Use of a versatile lacZ vector to analyze the upstream region of the Bacillus subtilis spoOF gene.

We have constructed a versatile vector, pIS112, in which lacZ translational fusions can be made in Escherichia coli and then analyzed in Bacillus subtilis in three contexts, without recloning: in multicopy during propagation of the plasmid, in single copy integrated via a Campbell-type mechanism into the wild-type locus of the cloned fragment, or in single copy integrated into a heterologous locus. Upstream regions are reconstituted in the integration into the wild-type locus, but not into the heterologous locus, allowing the identification of upstream regulatory sequences.
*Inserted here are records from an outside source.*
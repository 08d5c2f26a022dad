/// Scene object used by unit tests: a sphere with one operation list
/// per level of detail.

use std::sync::Arc;
use glam::{Mat4, Vec3};
use crate::camera::Camera;
use crate::math::BoundingSphere;
use crate::renderer::{GeometryData, Material, MaterialDesc, RenderOperation};
use super::scene_node::NodeId;
use super::scene_object::{SceneObject, SceneObjectKey};

pub(crate) struct TestObject {
    pub sphere: BoundingSphere,
    pub dynamic: bool,
    /// Indexed by level; the last list serves every deeper level
    pub levels: Vec<Vec<RenderOperation>>,
    pub velocity: Vec3,
    pub moved: bool,
    pub parent: Option<NodeId>,
    pub key: Option<SceneObjectKey>,
}

impl TestObject {
    pub fn new(center: Vec3, radius: f32) -> Self {
        Self {
            sphere: BoundingSphere::new(center, radius),
            dynamic: false,
            levels: Vec::new(),
            velocity: Vec3::ZERO,
            moved: false,
            parent: None,
            key: None,
        }
    }

    pub fn dynamic(mut self, velocity: Vec3) -> Self {
        self.dynamic = true;
        self.velocity = velocity;
        self
    }

    pub fn with_operations(mut self, operations: Vec<RenderOperation>) -> Self {
        self.levels.push(operations);
        self
    }

    /// One operation drawing `geometry` with `material`
    pub fn drawing(self, material: &Arc<Material>, geometry: &Arc<GeometryData>) -> Self {
        self.with_operations(vec![RenderOperation::new(material.clone(), geometry.clone())])
    }

    pub fn boxed(self) -> Box<dyn SceneObject> {
        Box::new(self)
    }
}

impl SceneObject for TestObject {
    fn bounding_sphere(&self) -> BoundingSphere {
        self.sphere
    }

    fn is_dynamic(&self) -> bool {
        self.dynamic
    }

    fn render_operation(&self, level: usize) -> &[RenderOperation] {
        self.levels.get(level)
            .or_else(|| self.levels.last())
            .map_or(&[][..], Vec::as_slice)
    }

    fn world_transform(&self) -> Mat4 {
        Mat4::from_translation(self.sphere.center)
    }

    fn update(&mut self, delta_time: f32) {
        if self.velocity != Vec3::ZERO {
            self.sphere.center += self.velocity * delta_time;
            self.moved = true;
        }
    }

    fn requires_node_update(&self) -> bool {
        self.moved
    }

    fn set_requires_node_update(&mut self, value: bool) {
        self.moved = value;
    }

    fn on_added_to_scene(&mut self, key: SceneObjectKey) {
        self.key = Some(key);
    }

    fn on_removed_from_scene(&mut self) {
        self.key = None;
    }

    fn notify_parent_node(&mut self, node: Option<NodeId>) {
        self.parent = node;
    }
}

/// Material with a name and pass flags, priority 0
pub(crate) fn material(name: &str, pass_flags: u64) -> Arc<Material> {
    Arc::new(Material::new(MaterialDesc {
        name: name.to_string(),
        pass_flags,
        ..Default::default()
    }))
}

/// Camera at `eye` looking at `target`, 45 degree field of view
pub(crate) fn camera_looking_at(eye: Vec3, target: Vec3) -> Camera {
    let projection = Mat4::perspective_rh(std::f32::consts::FRAC_PI_4, 16.0 / 9.0, 0.1, 1000.0);
    let view = Mat4::look_at_rh(eye, target, Vec3::Y);
    Camera::new(view, projection)
}
//! Bounding volume primitives.
//!
//! Small value types with the intersection and distance tests the scene
//! layer needs for culling and picking.

mod bounding_sphere;
mod ray;

pub use bounding_sphere::BoundingSphere;
pub use ray::Ray;
/// Scene instruction set.
///
/// A scene pass is a flat array of instructions run by a small operand
/// stack machine. Stack values are two 32-bit words: booleans, integers
/// and floats use the first word, wider values contribute their first two.
/// Jump targets are absolute instruction indices, back-patched by the
/// script parser once the jumped-over block is emitted.

use glam::{Mat4, Vec2, Vec3, Vec4};
use crate::renderer::ParamValue;
use super::scene_variable::SceneVariable;

/// Two-word operand stack value
pub type StackValue = [u32; 2];

// ===== PARAMETER TYPES =====

/// Declared type of a value read from a script attribute
#[derive(Debug, Clone, Copy, PartialEq, Eq)]
pub enum ParamType {
    Bool,
    Int,
    Float,
    Vector2,
    Vector3,
    Vector4,
    Matrix,
    Texture,
    FloatArray,
}

impl ParamType {
    /// Parse a type name as written in `<Param Type=...>` (case-insensitive).
    pub fn parse(name: &str) -> Option<Self> {
        let ty = match name.trim().to_ascii_lowercase().as_str() {
            "bool" | "boolean" => Self::Bool,
            "int" | "integer" => Self::Int,
            "float" | "single" => Self::Float,
            "vector2" | "float2" => Self::Vector2,
            "vector3" | "float3" => Self::Vector3,
            "vector4" | "float4" => Self::Vector4,
            "matrix" | "float4x4" => Self::Matrix,
            "texture" => Self::Texture,
            "floatarray" => Self::FloatArray,
            _ => return None,
        };
        Some(ty)
    }
}

/// Parse immediate text for `ty`.
///
/// Vectors and matrices are comma-separated floats; a single float is
/// splatted to every vector component. A `Vector4` also accepts
/// `0xAARRGGBB` colors.
pub fn parse_immediate(text: &str, ty: ParamType) -> Option<ParamValue> {
    let text = text.trim();
    match ty {
        ParamType::Bool => parse_bool(text).map(ParamValue::Bool),
        ParamType::Int => text.parse().ok().map(ParamValue::Int),
        ParamType::Float => text.parse().ok().map(ParamValue::Float),
        ParamType::Vector2 => parse_floats::<2>(text).map(|v| ParamValue::Vec2(Vec2::from_array(v))),
        ParamType::Vector3 => parse_floats::<3>(text).map(|v| ParamValue::Vec3(Vec3::from_array(v))),
        ParamType::Vector4 => parse_color(text)
            .or_else(|| parse_floats::<4>(text).map(Vec4::from_array))
            .map(ParamValue::Vec4),
        ParamType::Matrix => parse_floats::<16>(text).map(|v| ParamValue::Matrix(Mat4::from_cols_array(&v))),
        ParamType::FloatArray => text.split(',')
            .map(|part| part.trim().parse::<f32>().ok())
            .collect::<Option<Vec<_>>>()
            .map(ParamValue::FloatArray),
        ParamType::Texture => None,
    }
}

/// `true`/`false` (case-insensitive) or an integer, non-zero meaning true
pub fn parse_bool(text: &str) -> Option<bool> {
    let text = text.trim();
    if text.eq_ignore_ascii_case("true") {
        Some(true)
    } else if text.eq_ignore_ascii_case("false") {
        Some(false)
    } else {
        text.parse::<i64>().ok().map(|v| v != 0)
    }
}

fn parse_floats<const N: usize>(text: &str) -> Option<[f32; N]> {
    let values = text.split(',')
        .map(|part| part.trim().parse::<f32>().ok())
        .collect::<Option<Vec<_>>>()?;
    match values.len() {
        1 => Some([values[0]; N]),
        n if n == N => values.try_into().ok(),
        _ => None,
    }
}

fn parse_color(text: &str) -> Option<Vec4> {
    let hex = text.strip_prefix("0x").or_else(|| text.strip_prefix("0X"))?;
    let argb = u32::from_str_radix(hex, 16).ok()?;
    let channel = |shift: u32| ((argb >> shift) & 0xFF) as f32 / 255.0;
    Some(Vec4::new(channel(16), channel(8), channel(0), channel(24)))
}

/// Convert a value to `ty`, when a conversion makes sense.
pub fn coerce(value: &ParamValue, ty: ParamType) -> Option<ParamValue> {
    use ParamValue as P;
    let converted = match (ty, value) {
        (ParamType::Bool, P::Bool(b)) => P::Bool(*b),
        (ParamType::Bool, P::Int(i)) => P::Bool(*i != 0),
        (ParamType::Bool, P::Float(f)) => P::Bool(*f != 0.0),

        (ParamType::Int, P::Bool(b)) => P::Int(*b as i32),
        (ParamType::Int, P::Int(i)) => P::Int(*i),
        (ParamType::Int, P::Float(f)) => P::Int(*f as i32),

        (ParamType::Float, P::Bool(b)) => P::Float(*b as i32 as f32),
        (ParamType::Float, P::Int(i)) => P::Float(*i as f32),
        (ParamType::Float, P::Float(f)) => P::Float(*f),

        (ParamType::Vector2, P::Float(f)) => P::Vec2(Vec2::splat(*f)),
        (ParamType::Vector2, P::Vec2(v)) => P::Vec2(*v),
        (ParamType::Vector2, P::Vec3(v)) => P::Vec2(v.truncate()),
        (ParamType::Vector2, P::Vec4(v)) => P::Vec2(v.truncate().truncate()),

        (ParamType::Vector3, P::Float(f)) => P::Vec3(Vec3::splat(*f)),
        (ParamType::Vector3, P::Vec2(v)) => P::Vec3(v.extend(0.0)),
        (ParamType::Vector3, P::Vec3(v)) => P::Vec3(*v),
        (ParamType::Vector3, P::Vec4(v)) => P::Vec3(v.truncate()),

        (ParamType::Vector4, P::Float(f)) => P::Vec4(Vec4::splat(*f)),
        (ParamType::Vector4, P::Vec2(v)) => P::Vec4(v.extend(0.0).extend(0.0)),
        (ParamType::Vector4, P::Vec3(v)) => P::Vec4(v.extend(0.0)),
        (ParamType::Vector4, P::Vec4(v)) => P::Vec4(*v),

        (ParamType::Matrix, P::Matrix(m)) => P::Matrix(*m),

        (ParamType::Texture, P::Texture(_) | P::RenderTarget(_)) => value.clone(),

        (ParamType::FloatArray, P::Float(f)) => P::FloatArray(vec![*f]),
        (ParamType::FloatArray, P::FloatArray(_) | P::Vec2Array(_)) => value.clone(),

        _ => return None,
    };
    Some(converted)
}

/// First two words of a value, as pushed by `Load`.
pub fn param_words(value: &ParamValue) -> StackValue {
    match value {
        ParamValue::Bool(b) => [*b as u32, 0],
        ParamValue::Int(i) => [*i as u32, 0],
        ParamValue::Float(f) => [f.to_bits(), 0],
        ParamValue::Vec2(v) => bytemuck::cast(*v),
        ParamValue::Vec3(v) => [v.x.to_bits(), v.y.to_bits()],
        ParamValue::Vec4(v) => [v.x.to_bits(), v.y.to_bits()],
        ParamValue::Matrix(m) => {
            let words: [u32; 16] = bytemuck::cast(m.to_cols_array());
            [words[0], words[1]]
        }
        ParamValue::FloatArray(values) => [
            values.first().map_or(0, |f| f.to_bits()),
            values.get(1).map_or(0, |f| f.to_bits()),
        ],
        ParamValue::Vec2Array(values) => values.first().map_or([0, 0], |v| bytemuck::cast(*v)),
        ParamValue::Texture(texture) => [texture.width(), texture.height()],
        ParamValue::RenderTarget(target) => [target.width(), target.height()],
    }
}

// ===== OPERANDS =====

/// Instruction operand: an immediate value or a variable reference.
///
/// Scripts write variable references as `[name]` or `[name.Property]`.
#[derive(Debug, Clone, PartialEq)]
pub enum SceneOpArg {
    Immediate(ParamValue),
    Variable {
        index: usize,
        property: Option<String>,
    },
}

impl SceneOpArg {
    /// Resolve to a value (`None` for an unknown property or an unset handle).
    pub fn resolve(&self, variables: &[SceneVariable]) -> Option<ParamValue> {
        match self {
            Self::Immediate(value) => Some(value.clone()),
            Self::Variable { index, property } => {
                let variable = variables.get(*index)?;
                match property {
                    Some(property) => variable.property(property),
                    None => variable.to_param(),
                }
            }
        }
    }

    /// Two-word stack value of the operand.
    pub fn words(&self, variables: &[SceneVariable]) -> StackValue {
        match self {
            Self::Immediate(value) => param_words(value),
            Self::Variable { index, property: None } => variables.get(*index)
                .map_or([0, 0], SceneVariable::leading_words),
            Self::Variable { .. } => self.resolve(variables)
                .map_or([0, 0], |value| param_words(&value)),
        }
    }

    /// Variable index, for operands that must name a variable
    pub fn variable_index(&self) -> Option<usize> {
        match self {
            Self::Variable { index, .. } => Some(*index),
            Self::Immediate(_) => None,
        }
    }
}

// ===== INSTRUCTIONS =====

/// Operands of a `Clear` instruction
#[derive(Debug, Clone, PartialEq)]
pub struct ClearArgs {
    pub clear_color: SceneOpArg,
    pub clear_depth: SceneOpArg,
    pub clear_stencil: SceneOpArg,
    pub depth: SceneOpArg,
    pub stencil: SceneOpArg,
    pub color: SceneOpArg,
}

/// Named effect parameter bound by `RenderQuad`
#[derive(Debug, Clone, PartialEq)]
pub struct QuadParam {
    pub name: String,
    pub ty: ParamType,
    pub value: SceneOpArg,
}

#[derive(Debug, Clone, PartialEq)]
pub enum SceneInstruction {
    /// Push the operand's two words
    Load(SceneOpArg),
    And,
    Or,
    Not,
    /// Pop; jump to `target` if the value is zero
    Jz { target: usize },
    /// Pop; jump to `target` if the value is non-zero
    Jnz { target: usize },
    /// Pop into a boolean variable
    Pop { variable: usize },
    Clear(ClearArgs),
    /// Bind the render target variable (an immediate unbinds) at `index`
    UseRT { index: SceneOpArg, target: SceneOpArg },
    /// Bind the depth-stencil variable (an immediate unbinds)
    UseDS { target: SceneOpArg },
    /// Submit the batch for the pass selector
    Render,
    /// Draw the unit quad scaled by `scale` with `effect`
    RenderQuad {
        scale: SceneOpArg,
        effect: SceneOpArg,
        params: Vec<QuadParam>,
    },
    /// Store whether the batch holds anything for `selector` into `result`
    VisibleTo { selector: SceneOpArg, result: usize },
}

#[cfg(test)]
#[path = "scene_instruction_tests.rs"]
mod tests;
We have used this vector to analyze the expression of the early sporulation gene, spoOF, which, during early stationary phase, is induced 10-fold from a basal vegetative level. When a region, -50 to -150 bp relative to the transcriptional start site, is removed in the spoOF-lacZ gene, stationary phase induction of beta-galactosidase is lost. The same deletion in the upstream region of the functional spoOF gene results in cells which sporulate very poorly, although they are not blocked at the onset of sporulation, as in an spoOF null mutant. This suggests induction of spoOF expression during the beginning of stationary phase is necessary for wild-type sporulation.